/---

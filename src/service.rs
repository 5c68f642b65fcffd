//! Service container: wires config, DB,
//! backends and pools into one struct passed explicitly to callers,
//! rather than read from hidden globals.

use crate::chat::{ChatBackend, ChatContext, HttpChatBackend};
use crate::config::{Config, CHAT_MAX_CONTEXTS, CHAT_MIN_CONTEXTS, EMBEDDING_MAX_CONTEXTS, EMBEDDING_MIN_CONTEXTS};
use crate::db::VectorStore;
use crate::embedding::{EmbeddingBackend, EmbeddingContext, HttpEmbeddingBackend};
use crate::error::WorkResult;
use crate::pool::Pool;
use crate::similarity_engine::{FileScanEngine, SimilarityEngine};
use crate::types::RagResult;
use crate::{ingest, query};
use anyhow::Result;
use std::path::Path;
use std::sync::Arc;

/// Everything a caller needs to run `addCorpus`/`queryRag`, built once per
/// process via [`initialize_system`] and torn down via [`cleanup_system`].
pub struct ServiceContainer {
    pub config: Config,
    pub db: VectorStore,
    pub embedding_backend: Box<dyn EmbeddingBackend>,
    pub embedding_pool: Arc<Pool<EmbeddingContext>>,
    pub chat_backend: Box<dyn ChatBackend>,
    pub chat_pool: Arc<Pool<ChatContext>>,
    pub engine: Box<dyn SimilarityEngine>,
}

/// `initializeSystem(chat_model_path, embeddings_model_path)`:
/// loads config (or defaults on first run), opens the DB, starts the
/// context pools at their configured minimum sizes, and creates the
/// corpus directory structure if absent.
pub fn initialize_system(chat_model_path: Option<&str>, embeddings_model_path: Option<&str>) -> Result<ServiceContainer> {
    let mut config = Config::load()?.unwrap_or_default();
    if let Some(path) = chat_model_path {
        config.chat_model_path = path.to_string();
    }
    if let Some(path) = embeddings_model_path {
        config.embeddings_model_path = path.to_string();
    }

    std::fs::create_dir_all(&config.corpus_dir)?;
    std::fs::create_dir_all(config.corpus_dir.join(crate::config::VECDUMP_DIR))?;

    let db = VectorStore::initialize(&config)?;

    let embedding_backend = HttpEmbeddingBackend::from_config(&config);
    let embedding_pool_backend = HttpEmbeddingBackend::from_config(&config);
    let embedding_pool = Pool::new(
        "embedding",
        EMBEDDING_MIN_CONTEXTS,
        EMBEDDING_MAX_CONTEXTS,
        move || embedding_pool_backend.create_context(),
    )?;

    let chat_backend = HttpChatBackend::from_config(&config);
    let chat_pool_backend = HttpChatBackend::from_config(&config);
    let chat_pool = Pool::new("chat", CHAT_MIN_CONTEXTS, CHAT_MAX_CONTEXTS, move || chat_pool_backend.create_context())?;

    Ok(ServiceContainer {
        config,
        db,
        embedding_backend: Box::new(embedding_backend),
        embedding_pool,
        chat_backend: Box::new(chat_backend),
        chat_pool,
        engine: Box::new(FileScanEngine),
    })
}

/// `cleanupSystem()`: drain and shut down both context
/// pools. The DB connection pool lives inside `VectorStore` and is
/// dropped with it.
pub fn cleanup_system(container: &ServiceContainer) {
    container.embedding_pool.shutdown();
    container.chat_pool.shutdown();
}

impl ServiceContainer {
    pub fn add_corpus(&self, source_path: &Path) -> WorkResult {
        ingest::add_corpus(
            source_path,
            &self.db,
            self.embedding_backend.as_ref(),
            &self.embedding_pool,
            &self.config.corpus_dir,
            self.config.corpus_file_proc_type,
        )
    }

    pub fn query(&self, user_query: &str) -> RagResult {
        query::query_rag(
            user_query,
            &self.config.corpus_dir,
            &self.config.embeddings_model_path,
            &self.config,
            &self.db,
            self.embedding_backend.as_ref(),
            &self.embedding_pool,
            self.chat_backend.as_ref(),
            &self.chat_pool,
            self.engine.as_ref(),
        )
    }

    /// `deleteCorpus(id)` (stub): removes a document's rows and
    /// its `.vecdump` cache file by file hash. Not wired into any CLI
    /// subcommand yet; nothing rules it out, it's simply unused so far.
    pub fn delete_corpus(&self, file_hash: &str) -> Result<()> {
        self.db.delete_embeddings(file_hash)?;
        let path = crate::vector_cache::dump_path(&self.config.corpus_dir, file_hash);
        if path.exists() {
            std::fs::remove_file(&path)?;
        }
        Ok(())
    }
}
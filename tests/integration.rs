//! End-to-end round trip: seed a document + embeddings + vector cache
//! directly (bypassing the PDF reader and network-backed inference
//! servers), then drive `query_rag` through its public API and check the
//! retrieved context and chat response.

use ragcorpus::chat::{ChatBackend, ChatContext, HttpChatBackend};
use ragcorpus::config::{Config, DbHashPresentAction};
use ragcorpus::db::VectorStore;
use ragcorpus::embedding::{EmbeddingBackend, EmbeddingContext, HttpEmbeddingBackend};
use ragcorpus::similarity_engine::FileScanEngine;
use ragcorpus::types::Document;
use ragcorpus::{query, vector_cache, Pool};
use std::sync::Arc;

/// Deterministic stub embedding backend: the vector is the byte-length of
/// the text repeated across `dim` dimensions, so queries similar in length
/// to a chunk cosine-match that chunk.
struct StubEmbeddingBackend {
    dim: usize,
    inner: HttpEmbeddingBackend,
}

impl EmbeddingBackend for StubEmbeddingBackend {
    fn create_context(&self) -> anyhow::Result<EmbeddingContext> {
        self.inner.create_context()
    }

    fn embed_batch(&self, _ctx: &EmbeddingContext, batch: &[String]) -> anyhow::Result<Vec<Vec<f32>>> {
        Ok(batch
            .iter()
            .map(|text| {
                let mut v = vec![0.0f32; self.dim];
                v[0] = text.len() as f32;
                v[1] = 1.0;
                v
            })
            .collect())
    }
}

struct StubChatBackend {
    inner: HttpChatBackend,
}

impl ChatBackend for StubChatBackend {
    fn create_context(&self) -> anyhow::Result<ChatContext> {
        self.inner.create_context()
    }

    fn chat(&self, _ctx: &ChatContext, system_context: &str, user_query: &str) -> anyhow::Result<String> {
        Ok(format!("answering '{user_query}' using context of {} bytes", system_context.len()))
    }
}

#[test]
fn ingest_then_query_round_trip() {
    let db_dir = tempfile::tempdir().unwrap();
    let corpus_dir = tempfile::tempdir().unwrap();
    let config = Config {
        embedding_dim: 4,
        k_similar_chunks: 2,
        ..Config::default()
    };

    let db = VectorStore::open(&db_dir.path().join("db.sqlite"), 2, DbHashPresentAction::Upsert).unwrap();

    db.save_document_metadata(&Document {
        file_hash: "docA".into(),
        path: "/corpus/docA.pdf".into(),
        filename: "docA.pdf".into(),
        title: "On Overlapping Windows".into(),
        author: "A. Author".into(),
        page_count: 2,
        ..Default::default()
    })
    .unwrap();

    let chunk_texts = vec!["first chunk body".to_string(), "second chunk body here".to_string()];
    let vectors: Vec<Vec<f32>> = chunk_texts
        .iter()
        .map(|t| {
            let mut v = vec![0.0f32; 4];
            v[0] = t.len() as f32;
            v[1] = 1.0;
            v
        })
        .collect();
    let hashes: Vec<u64> = vectors.iter().map(|v| ragcorpus::hash::vector_hash(v)).collect();
    let pages: Vec<u32> = vec![1, 2];

    db.save_embeddings(&chunk_texts, &vectors, &hashes, &pages, "docA").unwrap();
    vector_cache::write(corpus_dir.path(), "docA", &hashes, &vectors).unwrap();

    let embedding_backend = StubEmbeddingBackend {
        dim: 4,
        inner: HttpEmbeddingBackend::from_config(&config),
    };
    let embedding_backend2 = StubEmbeddingBackend {
        dim: 4,
        inner: HttpEmbeddingBackend::from_config(&config),
    };
    let embedding_pool = Pool::new("embedding", 1, 1, move || embedding_backend.create_context()).unwrap();

    let chat_backend = StubChatBackend {
        inner: HttpChatBackend::from_config(&config),
    };
    let chat_backend2 = StubChatBackend {
        inner: HttpChatBackend::from_config(&config),
    };
    let chat_pool = Pool::new("chat", 1, 1, move || chat_backend.create_context()).unwrap();

    let engine = FileScanEngine;

    let result = query::query_rag(
        "second chunk query!!",
        corpus_dir.path(),
        &config.embeddings_model_path,
        &config,
        &db,
        &embedding_backend2,
        &embedding_pool,
        &chat_backend2,
        &chat_pool,
        &engine,
    );

    assert!(!result.context_chunks.is_empty());
    assert_eq!(result.referenced_document_count, 1);
    assert!(result.response.contains("second chunk query"));
    assert!(result.context_chunks.iter().any(|c| c.title == "On Overlapping Windows"));
}

#[test]
fn query_with_no_corpus_falls_back_to_db_and_reports_empty() {
    let db_dir = tempfile::tempdir().unwrap();
    let corpus_dir = tempfile::tempdir().unwrap();
    let config = Config::default();

    let db = VectorStore::open(&db_dir.path().join("db.sqlite"), 1, DbHashPresentAction::DoNothing).unwrap();

    let embedding_backend = StubEmbeddingBackend {
        dim: config.embedding_dim,
        inner: HttpEmbeddingBackend::from_config(&config),
    };
    let embedding_backend2 = StubEmbeddingBackend {
        dim: config.embedding_dim,
        inner: HttpEmbeddingBackend::from_config(&config),
    };
    let embedding_pool = Pool::new("embedding", 1, 1, move || embedding_backend.create_context()).unwrap();

    let chat_backend = StubChatBackend {
        inner: HttpChatBackend::from_config(&config),
    };
    let chat_backend2 = StubChatBackend {
        inner: HttpChatBackend::from_config(&config),
    };
    let chat_pool = Pool::new("chat", 1, 1, move || chat_backend.create_context()).unwrap();

    let engine = FileScanEngine;

    let result = query::query_rag(
        "anything",
        corpus_dir.path(),
        &config.embeddings_model_path,
        &config,
        &db,
        &embedding_backend2,
        &embedding_pool,
        &chat_backend2,
        &chat_pool,
        &engine,
    );

    assert!(result.context_chunks.is_empty());
    assert_eq!(result.referenced_document_count, 0);
}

\---

> _Task prompt_:
Lines holding the string "batch": find them in the listing above and copy each one.

> _Reply_:
    fn embed_batch(&self, _ctx: &EmbeddingContext, batch: &[String]) -> anyhow::Result<Vec<Vec<f32>>> {
        Ok(batch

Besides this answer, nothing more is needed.